Denkmalbewertung von der „Meta-Ebene“ aus betrachtet

Eingestellt von: Sprecher des Denkmalnetz Bayern
Eingestellt am 24.01.2021
Geändert am 03.02.2021

Denkmalbewertung von der „Meta-Ebene“ aus betrachtet

24.01.2021: In Ganslberg bei Landshut, lebte und arbeitete Fritz Koenig (1924 – 2017), der zu den wichtigsten deutschsprachigen Bildhauern der Nachkriegszeit zählt. Zwischen 1968 und 1971 ist dort auch sein wohl populärstes Werk  die ‚Große Kugelkaryatide NY‘, von den New Yorkern „The Sphere“ genannt, entstanden, eine Bronzeskulptur die den Untergang des World Trade Centers in New York überdauert hatte.  Wie auch die überregionale Presse berichtet (Download unter: www.freunde-fritz-koenig.de), ist die Zukunft der einstigen Wirkungsstätte von Fritz Koenig, das Wohnhaus ebenso wie das Atelier, akut gefährdet. In einem Beitrag der Landshuter Zeitung vom 16.01.2021 äußerte sich Generalkonservator Pfeil, Leiter des Bayerischen Landesamtes für Denkmalpflege zur Denkmaleigenschaft des Künstlerdomizils.
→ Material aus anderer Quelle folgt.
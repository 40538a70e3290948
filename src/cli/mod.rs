//! CLI command definitions and handlers

mod analyze;
mod languages;

use anyhow::Result;
use clap::{Parser, Subcommand};
use std::path::PathBuf;

/// bigo - Hybrid time/space complexity estimation
#[derive(Parser, Debug)]
#[command(name = "bigo")]
#[command(
    version,
    about = "Estimate the time and space complexity of code snippets across 8 languages",
    after_help = "\
Examples:
  bigo analyze solution.py                  Analyze a file
  bigo analyze --code 'a.sort()' -l python  Analyze an inline snippet
  bigo analyze src/*.py --format json       JSON output for scripting
  bigo analyze lib.rs --strict              Always enforce pattern guardrails
  bigo languages                            List supported languages"
)]
pub struct Cli {
    /// Log level (error, warn, info, debug, trace); RUST_LOG overrides
    #[arg(long, global = true, default_value = "warn", value_parser = ["error", "warn", "info", "debug", "trace"])]
    pub log_level: String,

    #[command(subcommand)]
    pub command: Commands,
}

#[derive(Subcommand, Debug)]
pub enum Commands {
    /// Analyze files or an inline snippet
    Analyze {
        /// Files to analyze (language inferred from the extension)
        #[arg(value_name = "FILE")]
        files: Vec<PathBuf>,

        /// Inline code snippet (requires --language)
        #[arg(long, conflicts_with = "files")]
        code: Option<String>,

        /// Language of the snippet (python, javascript, typescript, java, c, cpp, go, rust)
        #[arg(long, short = 'l')]
        language: Option<String>,

        /// Output format: text, json
        #[arg(long, short = 'f', default_value = "text", value_parser = ["text", "json"])]
        format: String,

        /// Always consult pattern guardrails, not only on low confidence
        #[arg(long)]
        strict: bool,

        /// Path to a trained ensemble model (JSON)
        #[arg(long)]
        model: Option<PathBuf>,

        /// Path to a bigo.toml config file (default: discovered in the
        /// current directory)
        #[arg(long)]
        config: Option<PathBuf>,
    },

    /// List supported languages and their file extensions
    Languages,
}

pub fn run(cli: Cli) -> Result<()> {
    match cli.command {
        Commands::Analyze {
            files,
            code,
            language,
            format,
            strict,
            model,
            config,
        } => analyze::run(analyze::Args {
            files,
            code,
            language,
            format,
            strict,
            model,
            config,
        }),
        Commands::Languages => languages::run(),
    }
}
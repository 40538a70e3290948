//! Feature extraction
//!
//! Turns one snippet into a [`FeatureSet`]: structural facts from a
//! grammar-aware walk (or the lexical fallback when parsing fails),
//! signature matches from the per-language catalog, and composite
//! pattern flags. The same features feed both estimators so their
//! outputs stay comparable.

pub mod ast;
pub mod composite;
pub mod heuristic;

use crate::models::{ComplexityClass, Language};
use crate::signatures::SignatureCatalog;
use ast::{Extraction, StructuralFacts};
use composite::CompositeFlags;
use tracing::debug;

/// Length of the numeric vector handed to the learned estimator.
pub const NUM_FEATURES: usize = 23;

/// Number of composite-flag slots at the tail of the vector.
pub const NUM_FLAGS: usize = composite::CompositeFlag::ALL.len();

/// Index of the first composite-flag slot.
pub const FLAG_OFFSET: usize = NUM_FEATURES - NUM_FLAGS;

/// How the structural facts were obtained.
#[derive(Debug, Clone, Copy, PartialEq, Eq, serde::Serialize)]
#[serde(rename_all = "snake_case")]
pub enum FactsSource {
    /// Grammar-aware parse succeeded.
    Grammar,
    /// Parse failed; facts come from the lexical fallback scan.
    FallbackScan,
}

/// One signature hit, detached from the catalog's lifetime.
#[derive(Debug, Clone)]
pub struct SignatureMatch {
    pub description: &'static str,
    pub time_class: ComplexityClass,
    pub space_class: ComplexityClass,
    pub base_confidence: f64,
    pub occurrences: usize,
}

/// Everything the estimators see about one snippet.
#[derive(Debug, Clone)]
pub struct FeatureSet {
    pub language: Language,
    pub facts: StructuralFacts,
    pub facts_source: FactsSource,
    pub matches: Vec<SignatureMatch>,
    pub flags: CompositeFlags,
    pub line_count: usize,
    /// Extraction-time observations surfaced in the final breakdown.
    pub notes: Vec<String>,
}

impl FeatureSet {
    /// Ceiling imposed on any estimate built from these features.
    pub fn confidence_ceiling(&self) -> f64 {
        match self.facts_source {
            FactsSource::Grammar => 1.0,
            FactsSource::FallbackScan => heuristic::FALLBACK_CONFIDENCE_CEILING,
        }
    }

    /// Fixed-width numeric encoding for the learned estimator.
    pub fn to_vector(&self) -> [f64; NUM_FEATURES] {
        let mut v = [0.0; NUM_FEATURES];
        v[0] = self.facts.loop_count as f64;
        v[1] = self.facts.nested_loop_count as f64;
        v[2] = if self.facts.recursion_present { 1.0 } else { 0.0 };
        v[3] = self.facts.function_count as f64;
        v[4] = self.facts.branch_count as f64;
        v[5] = self.facts.call_count as f64;
        v[6] = self.line_count as f64 / 100.0;

        v[7] = self.matches.len() as f64;
        v[8] = self
            .matches
            .iter()
            .map(|m| m.base_confidence)
            .fold(0.0, f64::max);

        // One slot per concrete time class: strongest matching signature.
        for m in &self.matches {
            if let Some(idx) = m.time_class.class_index() {
                let slot = 9 + idx;
                if m.base_confidence > v[slot] {
                    v[slot] = m.base_confidence;
                }
            }
        }

        for (i, flag) in composite::CompositeFlag::ALL.iter().enumerate() {
            v[FLAG_OFFSET + i] = if self.flags.contains(*flag) { 1.0 } else { 0.0 };
        }
        v
    }
}

/// Runs the full extraction pipeline.
pub struct Extractor {
    catalog: SignatureCatalog,
}

impl Default for Extractor {
    fn default() -> Self {
        Self::new()
    }
}

impl Extractor {
    pub fn new() -> Self {
        Extractor {
            catalog: SignatureCatalog::new(),
        }
    }

    pub fn catalog(&self) -> &SignatureCatalog {
        &self.catalog
    }

    pub fn extract(&self, code: &str, language: Language) -> FeatureSet {
        let mut notes = Vec::new();

        let (facts, facts_source) = match ast::extract(code, language) {
            Extraction::Parsed(facts) => (facts, FactsSource::Grammar),
            Extraction::ParseFailed(reason) => {
                debug!(%language, %reason, "parse failed, using lexical fallback");
                notes.push(format!(
                    "Grammar parse failed ({reason}); structure derived from a lexical scan"
                ));
                (heuristic::scan(code, language), FactsSource::FallbackScan)
            }
        };

        let matches: Vec<SignatureMatch> = self
            .catalog
            .matches(code, language)
            .into_iter()
            .map(|(sig, occurrences)| SignatureMatch {
                description: sig.description,
                time_class: sig.time_class,
                space_class: sig.space_class,
                base_confidence: sig.base_confidence,
                occurrences,
            })
            .collect();

        let flags = composite::detect(code, &facts);
        for flag in flags.iter() {
            notes.push(format!("Recognized pattern: {}", flag.describe()));
        }

        FeatureSet {
            language,
            facts,
            facts_source,
            matches,
            flags,
            line_count: code.lines().count(),
            notes,
        }
    }
}

#[cfg(test)]
mod tests {
    use super::*;

    #[test]
    fn test_grammar_path_for_valid_python() {
        let ex = Extractor::new();
        let fs = ex.extract("for i in range(n):\n    total += i\n", Language::Python);
        assert_eq!(fs.facts_source, FactsSource::Grammar);
        assert_eq!(fs.facts.loop_count, 1);
        assert!((fs.confidence_ceiling() - 1.0).abs() < f64::EPSILON);
    }

    #[test]
    fn test_fallback_path_for_malformed_python() {
        let ex = Extractor::new();
        let fs = ex.extract("def broken(:\n    for i in range(n)\n", Language::Python);
        assert_eq!(fs.facts_source, FactsSource::FallbackScan);
        assert!(fs.confidence_ceiling() <= heuristic::FALLBACK_CONFIDENCE_CEILING);
        assert!(!fs.notes.is_empty());
    }

    #[test]
    fn test_signature_matches_are_captured() {
        let ex = Extractor::new();
        let fs = ex.extract("arr.sort()\n", Language::Python);
        assert!(fs
            .matches
            .iter()
            .any(|m| m.time_class == ComplexityClass::Linearithmic));
    }

    #[test]
    fn test_vector_layout() {
        let ex = Extractor::new();
        let code = "for i in range(n):\n    for j in range(n):\n        total += 1\n";
        let fs = ex.extract(code, Language::Python);
        let v = fs.to_vector();
        assert_eq!(v.len(), NUM_FEATURES);
        assert!(v[0] >= 2.0);
        assert!(v[1] >= 1.0);
        // Quadratic signature presence lands in its class slot.
        let quad_slot = 9 + ComplexityClass::Quadratic.class_index().unwrap();
        assert!(v[quad_slot] > 0.0);
    }
}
Dieses könne nicht unter Denkmalschutz gestellt werden, weil Koenig selbst dort nicht an einen „Erinnerungsort“ gedacht habe, es sei vielmehr ein „sehr pragmatischer Lebens- und Werkstattort ohne großen künstlerischen Anspruch“ und die Bedeutung liege „im Privaten, nicht auf der Meta-Ebene der Geschichte.“

Dazu der Kommentar des DNB:

„Meta-Ebene der Geschichte“, dahinter könnte man einen denkmalphilosophischen Höhenflug vermuten, der aber ganz offensichtlich in die Turbulenzen der Widersprüche führt und deshalb ist rasch eine (Bauch-)Landung auf dem Boden des Bayerischen Denkmalschutzgesetzes vorzusehen. Dort nämlich heißt es im Artikel 1: „Denkmäler sind von Menschen geschaffene Sachen oder Teile davon aus vergangener Zeit, deren Erhaltung wegen ihrer geschichtlichen, künstlerischen, städtebaulichen, wissenschaftlichen oder volkskundlichen Bedeutung im Interesse der Allgemeinheit liegt.“ Dass hier das Kriterium einer „Meta-Ebene“ fehlt, verwundert wenig. Ist es doch gerade das „Private“, die Alltagskultur, die zu den vorrangigen Aufgabenfeldern der Denkmalpflege gehört. Lange durch das Netz der Geschichte gefallen, werden Wohnbauten und Arbeitsstätten, bürgerliche Prachtbauten wie bäuerliche Anwesen, Scheunen oder Armenhäuser und die „unbequemen Denkmäler“ überhaupt, nicht nur in Bayern, seit mehr als einem Jahrhundert zum baukulturellen Erbe gerechnet. So würde man die Wirkungsstätte eines Dorfschmiedes, Wohnbereich, Werkstatt samt Amboss, Esse und Werkzeug doch wohl ohne weiteres unter Denkmalschutz stellen. Warum dann nicht die Wirkungsstätte eines mit seinen Werken überregional präsenten Künstlers?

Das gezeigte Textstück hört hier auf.